Albert Schweitzer a anticipé certains de mes défis en tant que locuteur non natif. Il l'a fait plus facile. Il a grandi dans la ville alsacienne de Günsbach, qui faisait alors partie de l'empire allemand. Sa famille parlait français à la maison, mais Elsässisch , le dialecte alsacien, une variante de la forme alémanique de l'allemand, l'entourait comme un utérus. Le français était peut-être la langue de sa mère, mais ce n'était pas sa langue maternelle. Dans ses mémoires, Schweitzer (2015) a réfléchi à cette circonstance et conclu que la langue maternelle laisse une marque indélébile. Si vous pensez que vous êtes bilingue, Schweitzer a un test pour vous. «[Ich komme ihm] alsbald mit der Frage, dans Welcher Sprache er zähle und rechne, dans welcher er mir das Küchengeschirr und das Handwerkszeug des Schreiners und des Schmiedes hersagen könne und in welcher er träume» (p. 60-61).
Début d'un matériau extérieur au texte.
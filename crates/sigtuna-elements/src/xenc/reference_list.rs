#![forbid(unsafe_code)]

use sigtuna_core::{ns, Error, Result};
use sigtuna_xml::{element_children, required_attribute, Chunk, XmlElement, XmlNode};

macro_rules! reference_element {
    ($(#[$meta:meta])* $name:ident, $local:expr) => {
        $(#[$meta])*
        #[derive(Debug, Clone, PartialEq, Eq)]
        pub struct $name {
            uri: String,
            elements: Vec<Chunk>,
        }

        impl $name {
            pub fn new(uri: impl Into<String>, elements: Vec<Chunk>) -> Self {
                Self {
                    uri: uri.into(),
                    elements,
                }
            }

            pub fn uri(&self) -> &str {
                &self.uri
            }

            /// Opaque children, typically a `ds:Transforms`.
            pub fn elements(&self) -> &[Chunk] {
                &self.elements
            }
        }

        impl XmlElement for $name {
            const NAMESPACE: &'static str = ns::ENC;
            const PREFIX: &'static str = ns::ENC_PREFIX;
            const LOCAL_NAME: &'static str = $local;

            fn from_xml(node: roxmltree::Node<'_, '_>) -> Result<Self> {
                Self::expect_element(&node)?;
                let uri = required_attribute(node, ns::attr::URI)?;
                let elements = element_children(node).map(Chunk::from_node).collect();
                Ok(Self::new(uri, elements))
            }

            fn to_xml(&self) -> XmlNode {
                let mut e = Self::element();
                e.set_attribute(ns::attr::URI, &self.uri);
                for chunk in &self.elements {
                    if chunk.is_empty_element() {
                        continue;
                    }
                    e.append(chunk.to_xml());
                }
                e
            }
        }
    };
}

reference_element!(
    /// A `xenc:DataReference`: points at an `xenc:EncryptedData` whose key
    /// the surrounding `xenc:EncryptedKey` carries.
    DataReference,
    ns::node::DATA_REFERENCE
);

reference_element!(
    /// A `xenc:KeyReference`: points at an `xenc:EncryptedKey` encrypted
    /// with the surrounding key.
    KeyReference,
    ns::node::KEY_REFERENCE
);

/// A `xenc:ReferenceList` element. At least one reference of either kind
/// is required.
#[derive(Debug, Clone, PartialEq, Eq)]
pub struct ReferenceList {
    data_references: Vec<DataReference>,
    key_references: Vec<KeyReference>,
}

impl ReferenceList {
    pub fn new(
        data_references: Vec<DataReference>,
        key_references: Vec<KeyReference>,
    ) -> Result<Self> {
        if data_references.is_empty() && key_references.is_empty() {
            return Err(Error::InvalidArgument(
                "xenc:ReferenceList cannot be empty".into(),
            ));
        }
        Ok(Self {
            data_references,
            key_references,
        })
    }

    pub fn data_references(&self) -> &[DataReference] {
        &self.data_references
    }

    pub fn key_references(&self) -> &[KeyReference] {
        &self.key_references
    }
}

impl XmlElement for ReferenceList {
    const NAMESPACE: &'static str = ns::ENC;
    const PREFIX: &'static str = ns::ENC_PREFIX;
    const LOCAL_NAME: &'static str = ns::node::REFERENCE_LIST;

    fn from_xml(node: roxmltree::Node<'_, '_>) -> Result<Self> {
        Self::expect_element(&node)?;
        let mut data_references = Vec::new();
        let mut key_references = Vec::new();
        for child in element_children(node) {
            match (child.tag_name().namespace(), child.tag_name().name()) {
                (Some(ns::ENC), ns::node::DATA_REFERENCE) => {
                    data_references.push(DataReference::from_xml(child)?);
                }
                (Some(ns::ENC), ns::node::KEY_REFERENCE) => {
                    key_references.push(KeyReference::from_xml(child)?);
                }
                _ => {}
            }
        }
        Self::new(data_references, key_references)
    }

    fn to_xml(&self) -> XmlNode {
        let mut e = Self::element();
        for reference in &self.data_references {
            e.append(reference.to_xml());
        }
        for reference in &self.key_references {
            e.append(reference.to_xml());
        }
        e
    }
}

#[cfg(test)]
mod tests {
    use super::*;
    use sigtuna_xml::parse_document;

    const ENC_NS: &str = "http://www.w3.org/2001/04/xmlenc#";

    #[test]
    fn test_data_reference_with_transforms_child() {
        let xml = format!(
            "<xenc:DataReference xmlns:xenc=\"{ENC_NS}\" URI=\"#Encrypted_DATA_ID\">\
             <ds:Transforms xmlns:ds=\"http://www.w3.org/2000/09/xmldsig#\">\
             <ds:Transform Algorithm=\"http://www.w3.org/TR/1999/REC-xpath-19991116\">\
             <ds:XPath xmlns:xenc=\"{ENC_NS}\">\
             self::xenc:EncryptedData[@Id=\"example1\"]</ds:XPath>\
             </ds:Transform></ds:Transforms></xenc:DataReference>"
        );
        let doc = parse_document(&xml).unwrap();
        let reference = DataReference::from_xml(doc.root_element()).unwrap();
        assert_eq!(reference.uri(), "#Encrypted_DATA_ID");
        assert_eq!(reference.elements().len(), 1);
        assert_eq!(reference.elements()[0].local_name(), "Transforms");

        let rendered = reference.render();
        let doc = parse_document(&rendered).unwrap();
        let reparsed = DataReference::from_xml(doc.root_element()).unwrap();
        assert_eq!(reparsed.render(), rendered);
    }

    #[test]
    fn test_reference_uri_required() {
        let xml = format!("<xenc:KeyReference xmlns:xenc=\"{ENC_NS}\"/>");
        let doc = parse_document(&xml).unwrap();
        assert!(matches!(
            KeyReference::from_xml(doc.root_element()).unwrap_err(),
            Error::MissingAttribute(_)
        ));
    }

    #[test]
    fn test_empty_list_rejected() {
        assert!(matches!(
            ReferenceList::new(Vec::new(), Vec::new()).unwrap_err(),
            Error::InvalidArgument(_)
        ));
        let xml = format!("<xenc:ReferenceList xmlns:xenc=\"{ENC_NS}\"/>");
        let doc = parse_document(&xml).unwrap();
        assert!(ReferenceList::from_xml(doc.root_element()).is_err());
    }

    #[test]
    fn test_list_round_trip() {
        let list = ReferenceList::new(
            vec![DataReference::new("#ed1", Vec::new())],
            vec![KeyReference::new("#ek1", Vec::new())],
        )
        .unwrap();
        let rendered = list.render();
        assert_eq!(
            rendered,
            format!(
                "<xenc:ReferenceList xmlns:xenc=\"{ENC_NS}\">\
                 <xenc:DataReference URI=\"#ed1\"/>\
                 <xenc:KeyReference URI=\"#ek1\"/></xenc:ReferenceList>"
            )
        );

        let doc = parse_document(&rendered).unwrap();
        let reparsed = ReferenceList::from_xml(doc.root_element()).unwrap();
        assert_eq!(reparsed.data_references().len(), 1);
        assert_eq!(reparsed.key_references().len(), 1);
        assert_eq!(reparsed.render(), rendered);
    }
}
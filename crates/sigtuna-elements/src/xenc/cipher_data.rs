#![forbid(unsafe_code)]

use crate::xenc::CipherValue;
use sigtuna_core::{ns, Error, Result};
use sigtuna_xml::{element_children, Chunk, XmlElement, XmlNode};

/// The payload of a `xenc:CipherData` element.
#[derive(Debug, Clone, PartialEq, Eq)]
pub enum CipherContent {
    /// Inline base64 ciphertext.
    Value(CipherValue),
    /// A `xenc:CipherReference` pointing at external ciphertext. Kept
    /// opaque; dereferencing is out of scope.
    Reference(Chunk),
}

/// A `xenc:CipherData` element: exactly one `xenc:CipherValue` or
/// `xenc:CipherReference`.
#[derive(Debug, Clone, PartialEq, Eq)]
pub struct CipherData {
    content: CipherContent,
}

impl CipherData {
    pub fn new(content: CipherContent) -> Self {
        Self { content }
    }

    pub fn content(&self) -> &CipherContent {
        &self.content
    }

    /// The inline cipher value, if this is not a reference.
    pub fn cipher_value(&self) -> Option<&CipherValue> {
        match &self.content {
            CipherContent::Value(value) => Some(value),
            CipherContent::Reference(_) => None,
        }
    }
}

impl XmlElement for CipherData {
    const NAMESPACE: &'static str = ns::ENC;
    const PREFIX: &'static str = ns::ENC_PREFIX;
    const LOCAL_NAME: &'static str = ns::node::CIPHER_DATA;

    fn from_xml(node: roxmltree::Node<'_, '_>) -> Result<Self> {
        Self::expect_element(&node)?;
        let child = element_children(node).next().ok_or_else(|| {
            Error::MalformedElement(
                "xenc:CipherData requires a CipherValue or CipherReference child".into(),
            )
        })?;

        let content = if child.tag_name().namespace() == Some(ns::ENC)
            && child.tag_name().name() == ns::node::CIPHER_VALUE
        {
            CipherContent::Value(CipherValue::from_xml(child)?)
        } else if child.tag_name().namespace() == Some(ns::ENC)
            && child.tag_name().name() == ns::node::CIPHER_REFERENCE
        {
            CipherContent::Reference(Chunk::from_node(child))
        } else {
            return Err(Error::MalformedElement(format!(
                "unexpected child \"{}\" in xenc:CipherData",
                child.tag_name().name(),
            )));
        };
        Ok(Self::new(content))
    }

    fn to_xml(&self) -> XmlNode {
        let mut e = Self::element();
        match &self.content {
            CipherContent::Value(value) => e.append(value.to_xml()),
            CipherContent::Reference(chunk) => e.append(chunk.to_xml()),
        }
        e
    }
}
#![forbid(unsafe_code)]

use crate::encoding::is_plausible_base64;
use sigtuna_core::{ns, Error, Result};
use sigtuna_xml::{XmlElement, XmlNode};

/// A `ds:X509Certificate` element: a base64-encoded DER certificate.
///
/// The content is checked for base64 *plausibility* only (alphabet,
/// grouping, padding position). It is never decoded or verified here.
#[derive(Debug, Clone, PartialEq, Eq)]
pub struct X509Certificate {
    certificate: String,
}

impl X509Certificate {
    pub fn new(certificate: impl Into<String>) -> Result<Self> {
        let certificate = certificate.into();
        if certificate.is_empty() {
            return Err(Error::InvalidArgument(
                "ds:X509Certificate cannot be empty".into(),
            ));
        }
        if !is_plausible_base64(&certificate) {
            return Err(Error::InvalidArgument(
                "ds:X509Certificate is not a valid base64 encoded string".into(),
            ));
        }
        Ok(Self { certificate })
    }

    pub fn certificate(&self) -> &str {
        &self.certificate
    }
}

impl XmlElement for X509Certificate {
    const NAMESPACE: &'static str = ns::DSIG;
    const PREFIX: &'static str = ns::DSIG_PREFIX;
    const LOCAL_NAME: &'static str = ns::node::X509_CERTIFICATE;

    fn from_xml(node: roxmltree::Node<'_, '_>) -> Result<Self> {
        Self::expect_element(&node)?;
        Self::new(node.text().unwrap_or(""))
    }

    fn to_xml(&self) -> XmlNode {
        let mut e = Self::element();
        e.set_text(&self.certificate);
        e
    }
}
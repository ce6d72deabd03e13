#![forbid(unsafe_code)]

use crate::macros::text_element;
use sigtuna_core::ns;

text_element!(
    /// A `ds:X509IssuerName` element: an X.501 distinguished name, kept as
    /// an opaque string.
    X509IssuerName,
    ns::DSIG,
    ns::DSIG_PREFIX,
    ns::node::X509_ISSUER_NAME
);
#![forbid(unsafe_code)]

pub use sigtuna_core as core;
pub use sigtuna_xml as xml;
pub use sigtuna_elements as elements;
pub use sigtuna_keys as keys;
pub use sigtuna_crypto as crypto;
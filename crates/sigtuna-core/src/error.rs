#![forbid(unsafe_code)]

/// Errors produced by the Sigtuna XML Security object model.
///
/// Every failure is fatal to the call that raised it; no operation retries
/// or recovers locally, and no partially-constructed value escapes.
#[derive(Debug, thiserror::Error)]
pub enum Error {
    #[error("XML parsing error: {0}")]
    XmlParse(String),

    #[error("malformed element: {0}")]
    MalformedElement(String),

    #[error("missing required attribute: {0}")]
    MissingAttribute(String),

    #[error("invalid argument: {0}")]
    InvalidArgument(String),

    #[error("runtime error: {0}")]
    Runtime(String),
}

pub type Result<T> = std::result::Result<T, Error>;
#![forbid(unsafe_code)]

use std::path::Path;

use rand::RngCore;
use sigtuna_core::{Error, Result};

/// Opaque key material.
///
/// Equality compares the raw bytes. `Debug` prints only the length so key
/// material never leaks into logs or panic messages.
#[derive(Clone, PartialEq, Eq)]
pub struct Key {
    material: Vec<u8>,
}

impl Key {
    pub fn new(material: Vec<u8>) -> Self {
        Self { material }
    }

    /// Wrap a string, e.g. a PEM document or a passphrase.
    pub fn from_string(material: impl Into<String>) -> Self {
        Self {
            material: material.into().into_bytes(),
        }
    }

    /// Load key material from a file.
    pub fn from_file(path: impl AsRef<Path>) -> Result<Self> {
        let path = path.as_ref();
        let material = std::fs::read(path).map_err(|e| {
            Error::InvalidArgument(format!(
                "cannot read key from file \"{}\": {e}",
                path.display()
            ))
        })?;
        Ok(Self { material })
    }

    /// Generate `len` random bytes from the OS RNG, e.g. a fresh session
    /// key sized to a block cipher.
    pub fn generate(len: usize) -> Self {
        let mut material = vec![0u8; len];
        rand::rngs::OsRng.fill_bytes(&mut material);
        Self { material }
    }

    pub fn material(&self) -> &[u8] {
        &self.material
    }

    pub fn len(&self) -> usize {
        self.material.len()
    }

    pub fn is_empty(&self) -> bool {
        self.material.is_empty()
    }
}

impl std::fmt::Debug for Key {
    fn fmt(&self, f: &mut std::fmt::Formatter<'_>) -> std::fmt::Result {
        f.debug_struct("Key")
            .field("len", &self.material.len())
            .finish()
    }
}

impl From<Vec<u8>> for Key {
    fn from(material: Vec<u8>) -> Self {
        Self::new(material)
    }
}

#[cfg(test)]
mod tests {
    use super::*;

    #[test]
    fn test_from_string() {
        let key = Key::from_string("secret");
        assert_eq!(key.material(), b"secret");
        assert_eq!(key.len(), 6);
    }

    #[test]
    fn test_from_file() {
        let path = std::env::temp_dir().join("sigtuna-key-test.bin");
        std::fs::write(&path, b"filekey").unwrap();
        let key = Key::from_file(&path).unwrap();
        assert_eq!(key.material(), b"filekey");
        std::fs::remove_file(&path).unwrap();
    }

    #[test]
    fn test_from_missing_file() {
        let err = Key::from_file("/nonexistent/sigtuna.key").unwrap_err();
        assert!(matches!(err, Error::InvalidArgument(_)));
        assert!(err.to_string().contains("/nonexistent/sigtuna.key"));
    }

    #[test]
    fn test_generate() {
        let key = Key::generate(32);
        assert_eq!(key.len(), 32);
        // Two fresh 32-byte keys colliding means the RNG is broken.
        assert_ne!(Key::generate(32), key);
    }

    #[test]
    fn test_debug_hides_material() {
        let key = Key::from_string("supersecret");
        let debug = format!("{key:?}");
        assert!(!debug.contains("supersecret"));
        assert!(debug.contains("11"));
    }
}
#![forbid(unsafe_code)]

//! The encryption backend contract and its RustCrypto implementation.

use crate::{BlockCipher, KeyTransport};
use sigtuna_core::Result;
use sigtuna_keys::Key;

/// The cipher a backend is currently configured with.
#[derive(Debug, Clone, Copy, PartialEq, Eq)]
pub enum SelectedCipher {
    Block(BlockCipher),
    Transport(KeyTransport),
}

impl SelectedCipher {
    pub fn uri(&self) -> &'static str {
        match self {
            Self::Block(cipher) => cipher.uri(),
            Self::Transport(transport) => transport.uri(),
        }
    }
}

/// The seam between the XML object model and actual cryptography.
///
/// `set_cipher` selects an algorithm by its URI and must either succeed
/// or leave the backend's configuration untouched. `encrypt` and
/// `decrypt` interpret the key according to the selected cipher: raw
/// bytes for block ciphers, PEM documents for key transport.
pub trait EncryptionBackend {
    fn set_cipher(&mut self, uri: &str) -> Result<()>;
    fn encrypt(&self, key: &Key, plaintext: &[u8]) -> Result<Vec<u8>>;
    fn decrypt(&self, key: &Key, ciphertext: &[u8]) -> Result<Vec<u8>>;
}

/// Backend built on the RustCrypto crates. Starts out configured for
/// AES-256-CBC.
#[derive(Debug, Clone, Copy)]
pub struct RustCryptoBackend {
    cipher: SelectedCipher,
}

impl RustCryptoBackend {
    pub fn new() -> Self {
        Self::default()
    }

    pub fn cipher(&self) -> SelectedCipher {
        self.cipher
    }
}

impl Default for RustCryptoBackend {
    fn default() -> Self {
        Self {
            cipher: SelectedCipher::Block(BlockCipher::Aes256Cbc),
        }
    }
}

impl EncryptionBackend for RustCryptoBackend {
    fn set_cipher(&mut self, uri: &str) -> Result<()> {
        // Resolve fully before assigning, so a bad URI leaves the
        // previous selection in place.
        let cipher = match BlockCipher::from_uri(uri) {
            Ok(block) => SelectedCipher::Block(block),
            Err(_) => SelectedCipher::Transport(KeyTransport::from_uri(uri)?),
        };
        self.cipher = cipher;
        Ok(())
    }

    fn encrypt(&self, key: &Key, plaintext: &[u8]) -> Result<Vec<u8>> {
        match self.cipher {
            SelectedCipher::Block(cipher) => cipher.encrypt(key.material(), plaintext),
            SelectedCipher::Transport(transport) => transport.encrypt(key.material(), plaintext),
        }
    }

    fn decrypt(&self, key: &Key, ciphertext: &[u8]) -> Result<Vec<u8>> {
        match self.cipher {
            SelectedCipher::Block(cipher) => cipher.decrypt(key.material(), ciphertext),
            SelectedCipher::Transport(transport) => transport.decrypt(key.material(), ciphertext),
        }
    }
}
Demandez-vous dans quelle langue vous comptez et «comptez», et dans quelle langue vous rêvez. Pourtant, Schweitzer manquait un élément important de la langue maternelle. La langue maternelle investit les mots avec émotion. Il offre la possibilité de "sentir" la poésie et les paroles de la musique populaire. La poésie anglaise ne me touche pas. C'est dommage, mais c'est normal. Pour sentir les mots, je dois lire Heine ou Eichendorff. La science psychologique a confirmé ces impressions. Récemment, Boaz Keysar de l'Université de Chicago, lui-même baigné dans la langue hébraïque quand il était enfant, a éclairé le pouvoir émotionnel de la langue maternelle (Hayakawa et al., 2016). C'est une bonne chose, mais pas toujours. Par exemple, Boaz délibère en anglais avant de prendre des décisions d'investissement. Le choix hébreu serait trop émotif et potentiellement irrationnel.

Hayakawa, S., Costa, A., Foucart, A., et Keysar, B. (2016). L'utilisation d'une langue étrangère change nos choix. Tendances en sciences cognitives, 20 , 791-793.

Krüger, J., Möller, H., et Meyer, W.-U. (1983). Das Zuweisen von Aufgaben verschiedener Schwierigkeit: Auswirkungen auf Leistungseinschätzung und Affekt [La répartition des tâches de difficultés variables: Effets sur l'évaluation de la performance et de l'affect]. Zeitschrift für Entwicklungspsychologie und Pädagogische Psychologie, 15 , 280-291.

Krueger, J. (2001). Essai de signification d'hypothèse nulle: Sur la survie d'une méthode imparfaite. Psychologue américain, 56 , 16-26.

Krueger, J. (2002). Règles de Bayes. Psychologue américain, 57 , 70-71.

Schweitzer, A. (2015). Aus meinem Leben und Denken . 9e éd. Francfort a. M .: Fischer.